Nel caso in cui sul nostro pianeta mancasse l’atmosfera, il cielo ci apparirebbe nero e il sole decisamente bianco e saremmo in grado di distinguere le stelle anche durante il giorno.
Alla sera, il colore del cielo tende a virare sui toni dell’arancione e del rosso. Il sole infatti si trova in una posizione per cui la luce solare che entra nell’atmosfera deve percorrere uno strato di atmosfera più spesso prima di giungere ai nostri occhi: le molecole d’aria diffondono quindi le componenti della luce solare a lunghezze d’onda inferiori e le uniche lunghezze d’onda che riescono a penetrare attraverso lo spessore di atmosfera sono quelle della luce gialla, arancione e rossa.
Nel cielo azzurro primaverile può spesso capitare di osservare delle nuvolette bianche: i caratteristici cumuli primaverili. L’aspetto biancastro delle nubi è dovuto alla presenza di goccioline, di dimensioni intorno ai 20 micron, che sono sufficiente grosse da diffondere tutte le lunghezze d’onda nel visibile più o meno allo stesso modo. In questo caso, quando la dimensione delle particelle è confrontabile con la lunghezza d’onda della radiazione incidente, si parla di scattering di Mie e questo tipo di scattering può essere generato proprio da goccioline d’acqua, polvere da combustione, pollini, etc. Nel momento in cui la luce del sole entra nella nube, tutte le lunghezze d’onda vengono diffuse in egual misura e la nube appare bianca.

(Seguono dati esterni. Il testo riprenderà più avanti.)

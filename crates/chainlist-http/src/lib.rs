//! chainlist-http — remote source for the chainlist registry.
//!
//! Provides [`HttpFetcher`], the `reqwest`-backed [`DocumentFetcher`], and two
//! entry points that turn a [`RegistryConfig`] into a built registry:
//!
//! - [`load_registry`] for async callers
//! - [`load_registry_blocking`] for synchronous start-up code
//!
//! ```ignore
//! let registry = chainlist_http::load_registry(&RegistryConfig::default()).await?;
//! let eth = registry.get_chain_by_id(1);
//! ```
//!
//! [`DocumentFetcher`]: chainlist_core::DocumentFetcher

pub mod client;

pub use client::HttpFetcher;

use chainlist_core::{ChainRegistry, RegistryBuilder, RegistryConfig, RegistryError, SourceParser};

/// Build a registry: one remote attempt (if enabled), then the fallback.
///
/// A fetcher that cannot even be constructed (bad URL, TLS setup) counts as a
/// remote failure and goes straight to the fallback. Only an empty
/// declaration name and a corrupt fallback are returned as errors.
pub async fn load_registry(config: &RegistryConfig) -> Result<ChainRegistry, RegistryError> {
    let mut builder = RegistryBuilder::new(config.fallback());
    if config.remote_enabled {
        let parser = SourceParser::new(config.declaration.clone())?;
        match HttpFetcher::from_config(config) {
            Ok(fetcher) => builder = builder.with_remote(fetcher, parser),
            Err(e) => {
                tracing::warn!(
                    source = %config.source_url,
                    kind = e.kind(),
                    error = %e,
                    "remote chain list unavailable, using fallback"
                );
            }
        }
    }
    builder.build().await
}

/// Blocking variant of [`load_registry`].
///
/// Runs the build on a private current-thread runtime. Calling it from inside
/// a Tokio runtime returns [`RegistryError::Runtime`] instead of blocking the
/// executor.
pub fn load_registry_blocking(config: &RegistryConfig) -> Result<ChainRegistry, RegistryError> {
    if tokio::runtime::Handle::try_current().is_ok() {
        return Err(RegistryError::Runtime(
            "load_registry_blocking called from within an async runtime; use load_registry".into(),
        ));
    }
    let runtime = tokio::runtime::Builder::new_current_thread()
        .enable_all()
        .build()
        .map_err(|e| RegistryError::Runtime(e.to_string()))?;
    runtime.block_on(load_registry(config))
}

Si parla infine di scattering geometrico quando la radiazione incidente incontra particelle che hanno dimensioni superiori alla lunghezza d’onda della radiazione stessa. L’interazione può essere spiegata sulla base dei meccanismi che governano l’ottica geometrica, ovvero riflessione, rifrazione e diffrazione. Le goccioline di pioggia, ad esempio, ricadono in questo regime e quando sono in sospensione e interagiscono con la luce solare (in opportune circostanze) danno origine al fenomeno ottico dell’arcobaleno. Ma di questo parleremo in un altro articolo.